Posttransplant Lymphoproliferative Disease in Primary Epstein‐Barr Virus Infection after Liver Transplantation: The Role of Cytomegalovirus Disease
Author(s) -
Rafael Máñez,
Mary C. Breinig,
Peter Linden,
John Wilson,
José Miguel Cisneros,
Shimon Kusne,
Stephen Dummer,
Monto Ho
Publication year - 1997
Publication title -
the journal of infectious diseases
Language(s) - English
Resource type - Journals
SCImago Journal Rank - 2.69
H-Index - 252
eISSN - 1537-6613
pISSN - 0022-1899
DOI - 10.1086/514142
Subject(s) - lymphoproliferative disease , cytomegalovirus , disease , cytomegalovirus infection , virus , transplantation , virology , herpesviridae , medicine , immunology , epstein–barr virus , liver transplantation , lymphoproliferative disorders , viral disease , lymphoma , pathology , human cytomegalovirus
Epstein-Barr virus (EBV) plays a major role in the pathogenesis of posttransplant lymphoproliferative disease (PTLD). Patients who undergo primary EBV infection after transplantation are at greater risk of developing PTLD. In this retrospective study, the incidence of EBV infection and associated PTLD in 40 consecutive adult recipients who were seronegative for EBV at the time of liver transplantation were investigated, and risk factors for PTLD were analyzed.
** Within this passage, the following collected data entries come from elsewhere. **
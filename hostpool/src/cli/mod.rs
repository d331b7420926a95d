pub mod check;
pub mod fetch;
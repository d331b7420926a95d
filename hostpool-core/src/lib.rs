//! HTTP client connection pooling.
//!
//! Requests are submitted together with an opaque token and answered with
//! `(result, token)`. A [`Gateway`] pools connections to one destination; a
//! [`SuperPool`] routes by request URI to one pool per destination.

pub mod config;
pub mod logging;
pub mod pool;
pub mod transport;

pub use config::{ConfigError, ConnectionSettings, PoolSettings, load_settings};
pub use pool::{
    Destination, Gateway, Outcome, PoolError, PoolState, PoolStatus, SuperPool, create_pool,
    create_super_pool,
};
pub use transport::{TcpTransport, Transport, TransportError};
use crate::config::PoolSettings;
use crate::pool::supervisor::SupervisorHandle;
use crate::pool::{Destination, DestinationKey, Outcome, PoolError, PoolStatus, PooledRequest};
use bytes::Bytes;
use http::Request;
use std::sync::Arc;
use tokio::sync::Semaphore;

/// Caller-facing handle to the pool of one destination.
///
/// A gateway outlives the pool incarnations behind it: when the pool shuts
/// itself down after being idle, the next submission brings up a fresh one.
/// Clones share the same pool and the same `max_open_requests` budget.
pub struct Gateway<T> {
    key: DestinationKey,
    supervisor: SupervisorHandle<T>,
    permits: Arc<Semaphore>,
}

impl<T> Clone for Gateway<T> {
    fn clone(&self) -> Self {
        Self {
            key: self.key.clone(),
            supervisor: self.supervisor.clone(),
            permits: Arc::clone(&self.permits),
        }
    }
}

impl<T: Send + 'static> Gateway<T> {
    pub(crate) fn new(key: DestinationKey, supervisor: SupervisorHandle<T>) -> Self {
        let permits = Arc::new(Semaphore::new(key.settings.max_open_requests));
        Self {
            key,
            supervisor,
            permits,
        }
    }

    /// No request of this gateway is open.
    pub(crate) fn is_unused(&self) -> bool {
        self.permits.available_permits() == self.key.settings.max_open_requests
    }

    /// Send `request` through the pool and wait for its outcome.
    ///
    /// Waits for capacity first when `max_open_requests` requests are already
    /// open. The token is handed back untouched whatever the result.
    pub async fn submit(&self, request: Request<Bytes>, token: T) -> Outcome<T> {
        if let Err(e) = self.check(&request) {
            return (Err(e), token);
        }

        let permit = match Arc::clone(&self.permits).acquire_owned().await {
            Ok(permit) => permit,
            Err(_) => unreachable!("gateway semaphore is never closed"),
        };

        let (pooled, rx) =
            PooledRequest::new(request, token, self.key.destination.clone(), permit);
        self.supervisor.dispatch(self.key.clone(), pooled);

        match rx.await {
            Ok(outcome) => outcome,
            Err(_) => unreachable!("pooled request dropped without an outcome"),
        }
    }

    /// Status of the live pool incarnation, `None` when there is none.
    pub async fn status(&self) -> Option<PoolStatus> {
        self.supervisor.status(self.key.clone()).await
    }

    /// Let in-flight requests finish, then stop the pool.
    ///
    /// Returns once the incarnation is gone. The gateway stays usable.
    pub async fn shutdown(&self) {
        self.supervisor.shutdown(self.key.clone()).await
    }

    pub fn destination(&self) -> &Destination {
        &self.key.destination
    }

    pub fn settings(&self) -> &PoolSettings {
        &self.key.settings
    }

    /// Absolute URIs must point at this gateway's destination.
    fn check(&self, request: &Request<Bytes>) -> Result<(), PoolError> {
        if request.uri().scheme().is_none() {
            return Ok(());
        }

        let target = Destination::from_uri(request.uri())?;
        if !target.host.eq_ignore_ascii_case(&self.key.destination.host)
            || target.port != self.key.destination.port
            || target.tls != self.key.destination.tls
        {
            return Err(PoolError::malformed(format!(
                "request for {target} submitted to the pool of {}",
                self.key.destination
            )));
        }

        Ok(())
    }
}
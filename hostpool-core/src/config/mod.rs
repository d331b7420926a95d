mod error;
mod loader;
mod settings;


pub use error::ConfigError;
pub use loader::load_settings;
pub use settings::{
    ConnectionSettings, MAX_BUFFER_SIZE, MAX_CONNECTIONS_LIMIT, MAX_OPEN_REQUESTS_LIMIT,
    PoolSettings,
};
use std::sync::{Arc, Mutex, OnceLock};

use tracing::field::{Field, Visit};
use tracing::{Event, Level, Subscriber};
use tracing_subscriber::layer::SubscriberExt;
use tracing_subscriber::{Layer, layer::Context};

#[derive(Debug, Clone)]
pub struct CapturedEvent {
    pub target: String,
    pub level: Level,
    pub fields: Vec<(String, String)>,
}

impl CapturedEvent {
    pub fn field(&self, name: &str) -> Option<&str> {
        self.fields
            .iter()
            .find(|(key, _)| key == name)
            .map(|(_, value)| value.as_str())
    }
}

#[derive(Clone)]
pub struct TestEventLayer {
    pub events: Arc<Mutex<Vec<CapturedEvent>>>,
}

/// Process-wide event buffer shared by every test in a binary.
pub fn events() -> Arc<Mutex<Vec<CapturedEvent>>> {
    static EVENTS: OnceLock<Arc<Mutex<Vec<CapturedEvent>>>> = OnceLock::new();
    EVENTS
        .get_or_init(|| Arc::new(Mutex::new(Vec::new())))
        .clone()
}

pub fn init_test_tracing(events: Arc<Mutex<Vec<CapturedEvent>>>) {
    static INIT: std::sync::Once = std::sync::Once::new();

    INIT.call_once(|| {
        let layer = TestEventLayer { events };

        let subscriber = tracing_subscriber::registry().with(layer);

        tracing::subscriber::set_global_default(subscriber)
            .expect("failed to set global tracing subscriber");
    });
}

impl<S> Layer<S> for TestEventLayer
where
    S: Subscriber,
{
    fn on_event(&self, event: &Event<'_>, _ctx: Context<'_, S>) {
        let mut fields = Vec::new();
        let mut visitor = FieldVisitor {
            fields: &mut fields,
        };
        event.record(&mut visitor);

        let meta = event.metadata();

        self.events.lock().unwrap().push(CapturedEvent {
            target: meta.target().to_string(),
            level: *meta.level(),
            fields,
        });
    }
}

struct FieldVisitor<'a> {
    fields: &'a mut Vec<(String, String)>,
}

impl<'a> Visit for FieldVisitor<'a> {
    fn record_str(&mut self, field: &Field, value: &str) {
        self.fields
            .push((field.name().to_string(), value.to_string()));
    }

    fn record_debug(&mut self, field: &Field, value: &dyn std::fmt::Debug) {
        self.fields
            .push((field.name().to_string(), format!("{value:?}")));
    }
}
Of 37 patients with available timely posttransplant serum samples, 35 (95%) developed primary EBV infection. Of the 40 patients, 13 (33%) developed PTLD a median of 126 days (range, 48-776) after liver transplantation. The factor significantly associated with the development of PTLD was cytomegalovirus disease (relative risk, 7.3; 95% confidence interval, 2.36-22.6; P = .0006). Cytomegalovirus disease is a predictor for the development of PTLD in primary EBV infection after liver transplantation, and it may be a target for prophylactic intervention.